As of October 30, 777 IDF soldiers have been killed and 5,196 wounded in Israel’s multifront war against Hamas in Gaza and Hezbollah in Lebanon.

A disproportionately high percentage of religious Zionist soldiers are represented in combat units. That fact, combined with their high motivation on the battlefield, has resulted in inordinately high numbers of religious Zionist soldiers who have been killed or wounded in action.

Channel 12’s political commentator Amit Segal, himself a religious Zionist, estimated on air last week that over 60% of the IDF soldiers killed in October were religious Zionists.

“There isn’t a religious Zionist school, a neighborhood, a yeshiva, without a soldier who fell or who was injured,” said Segal.

On Wednesday, IDF Chief of Staff Lt.

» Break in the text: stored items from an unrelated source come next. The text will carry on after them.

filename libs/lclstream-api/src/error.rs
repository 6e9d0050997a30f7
use std::fmt;

use crate::value::FieldSignature;

/// Error kind for pipeline errors.
#[derive(Debug, Clone, Copy, PartialEq, Eq)]
pub enum ErrorKind {
    /// Invalid pipeline parameters. Permanent; fails at construction.
    Config,
    /// Events that cannot be combined into one batch.
    Shape,
    /// Data that does not map onto the record model.
    Format,
    /// Source or sink I/O.
    Io,
}

impl fmt::Display for ErrorKind {
    fn fmt(&self, f: &mut fmt::Formatter<'_>) -> fmt::Result {
        match self {
            ErrorKind::Config => f.write_str("config"),
            ErrorKind::Shape => f.write_str("shape"),
            ErrorKind::Format => f.write_str("format"),
            ErrorKind::Io => f.write_str("io"),
        }
    }
}

/// Error carried by record streams and returned by pipeline constructors.
///
/// `event` fields are zero-based positions inside the batch being filled.
#[derive(Debug, thiserror::Error)]
pub enum PipelineError {
    #[error("config error: {0}")]
    Config(String),

    #[error(
        "field set mismatch at event {event}: missing [{}], unexpected [{}]",
        .missing.join(", "),
        .unexpected.join(", ")
    )]
    FieldSetMismatch {
        event: usize,
        missing: Vec<String>,
        unexpected: Vec<String>,
    },

    #[error("shape mismatch at event {event}, field '{field}': expected {expected}, found {found}")]
    ShapeMismatch {
        event: usize,
        field: String,
        expected: FieldSignature,
        found: FieldSignature,
    },

    #[error("malformed value: {0}")]
    MalformedValue(String),

    #[error("io error: {0}")]
    Io(#[from] std::io::Error),

    #[error("json error: {0}")]
    Json(#[from] serde_json::Error),

    #[error("{context}: {source}")]
    Context {
        context: String,
        #[source]
        source: Box<PipelineError>,
    },
}

impl PipelineError {
    pub fn config(msg: impl Into<String>) -> Self {
        PipelineError::Config(msg.into())
    }

    pub fn malformed(msg: impl Into<String>) -> Self {
        PipelineError::MalformedValue(msg.into())
    }

    pub fn kind(&self) -> ErrorKind {
        match self {
            PipelineError::Config(_) => ErrorKind::Config,
            PipelineError::FieldSetMismatch { .. } | PipelineError::ShapeMismatch { .. } => {
                ErrorKind::Shape
            }
            PipelineError::MalformedValue(_) | PipelineError::Json(_) => ErrorKind::Format,
            PipelineError::Io(_) => ErrorKind::Io,
            PipelineError::Context { source, .. } => source.kind(),
        }
    }

    /// Add context to the error, preserving the original `ErrorKind`.
    ///
    /// Produces: `"context: original message"`.
    pub fn with_context(self, ctx: impl fmt::Display) -> Self {
        match self {
            PipelineError::Config(msg) => PipelineError::Config(format!("{ctx}: {msg}")),
            PipelineError::MalformedValue(msg) => {
                PipelineError::MalformedValue(format!("{ctx}: {msg}"))
            }
            other => PipelineError::Context {
                context: ctx.to_string(),
                source: Box::new(other),
            },
        }
    }
}
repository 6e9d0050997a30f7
pub mod run;
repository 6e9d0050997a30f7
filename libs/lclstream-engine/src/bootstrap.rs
use lclstream_api::{PipelineError, ProcessingPipeline};

use crate::config::PipelineConfig;
use crate::pipelines::{BatchPipeline, NoOpPipeline};

/// Create the processing pipeline described by `config`.
///
/// Parameters are validated here, so an invalid configuration fails before
/// any record is read.
pub fn build_pipeline(
    config: &PipelineConfig,
) -> Result<Box<dyn ProcessingPipeline>, PipelineError> {
    let pipeline: Box<dyn ProcessingPipeline> = match config {
        PipelineConfig::NoOp(params) => {
            tracing::info!("created no-op pipeline");
            Box::new(NoOpPipeline::new(params.clone()))
        }
        PipelineConfig::Batch(params) => {
            let pipeline = BatchPipeline::new(params.clone())
                .map_err(|e| e.with_context("batch pipeline"))?;
            tracing::info!(batch_size = pipeline.batch_size(), "created batch pipeline");
            Box::new(pipeline)
        }
    };
    Ok(pipeline)
}
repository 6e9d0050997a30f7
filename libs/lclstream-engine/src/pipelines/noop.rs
use std::iter::FusedIterator;

use lclstream_api::{PipelineError, ProcessingPipeline, Record, RecordStream};

use crate::config::NoOpPipelineParameters;

/// Forwards every event unchanged except for shape: each value gains a
/// leading batch dimension of size 1, so the serializer always sees batches.
#[derive(Debug, Default, Clone)]
pub struct NoOpPipeline;

impl NoOpPipeline {
    pub fn new(_parameters: NoOpPipelineParameters) -> Self {
        Self
    }
}

impl ProcessingPipeline for NoOpPipeline {
    fn name(&self) -> &'static str {
        "noop"
    }

    fn transform<'a>(&'a self, input: RecordStream<'a>) -> RecordStream<'a> {
        Box::new(Promoted { input, done: false })
    }
}

/// Output stream of `NoOpPipeline::transform`: one record per input, ending
/// after the first error.
struct Promoted<'a> {
    input: RecordStream<'a>,
    done: bool,
}

impl Iterator for Promoted<'_> {
    type Item = Result<Record, PipelineError>;

    fn next(&mut self) -> Option<Self::Item> {
        if self.done {
            return None;
        }
        match self.input.next() {
            Some(Ok(event)) => Some(Ok(event.batched())),
            Some(Err(err)) => {
                self.done = true;
                tracing::warn!(error = %err, "no-op stream failed");
                Some(Err(err))
            }
            None => {
                self.done = true;
                None
            }
        }
    }
}

impl FusedIterator for Promoted<'_> {}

Gen. Herzi Halevi again stressed that the military needs to be larger, as reserve soldiers — who have served multiple stints over the past year in Gaza, on the northern border, and now in southern Lebanon — have been expressing frustration that ultra-Orthodox men are largely not being drafted.

“To all the reservists, I understand the costs, family, employment and the burden. Now we need solutions… The IDF needs to be larger, both in the standing army and reserves, which is why we’re building up more forces,” Halevi said to officers during a visit to the northern border.

The war in Gaza erupted after Hamas’s October 7, 2023, massacre, which saw some 3,000 terrorists burst across the border into Israel by land, air and sea, killing some 1,200 men, women and children, and seizing 251 hostages, amid acts of brutality and sexual assault.

In Israel, all able-bodied men and women over 18 are obligated by law to perform military service. However, the argument over Haredi draft dodging has focused almost exclusively on males.

Haredim and religious Zionists are committed to the same Jewish legal texts, cite and hallow the same Talmudic scholars, and share the same theology regarding creation, historicism and the authority of halacha, or Jewish law, both in theory and in practice.

Yet a deepening rift separates Haredim and religious Zionists when it comes to military service — and it is having an impact on politics.

On Monday, United Torah Judaism chairman Housing Minister Yitzhak Goldknopf backed down from an ultimatum that his party would bolt the coalition and derail the passing of the 2025 budget unless the government passed a law cementing Haredi military exemption prior to the budget vote.

If in the past, politicians supported by religious Zionists had the freedom to appease Haredi politicians with draft exemptions for Haredi yeshiva students for the sake of maintaining a right-wing coalition that advances other agendas important to religious Zionists, their electorate is rebelling .

Grassroots political activism, emotional pleas and halachic arguments are being mustered in and out of the Knesset to block Haredi attempts to maintain blanket exemptions from military service for yeshiva students.

A number of leading religious Zionist rabbis have made public declarations based on their understanding of Jewish law saying there is no justification for excusing yeshiva students from helping with the war effort.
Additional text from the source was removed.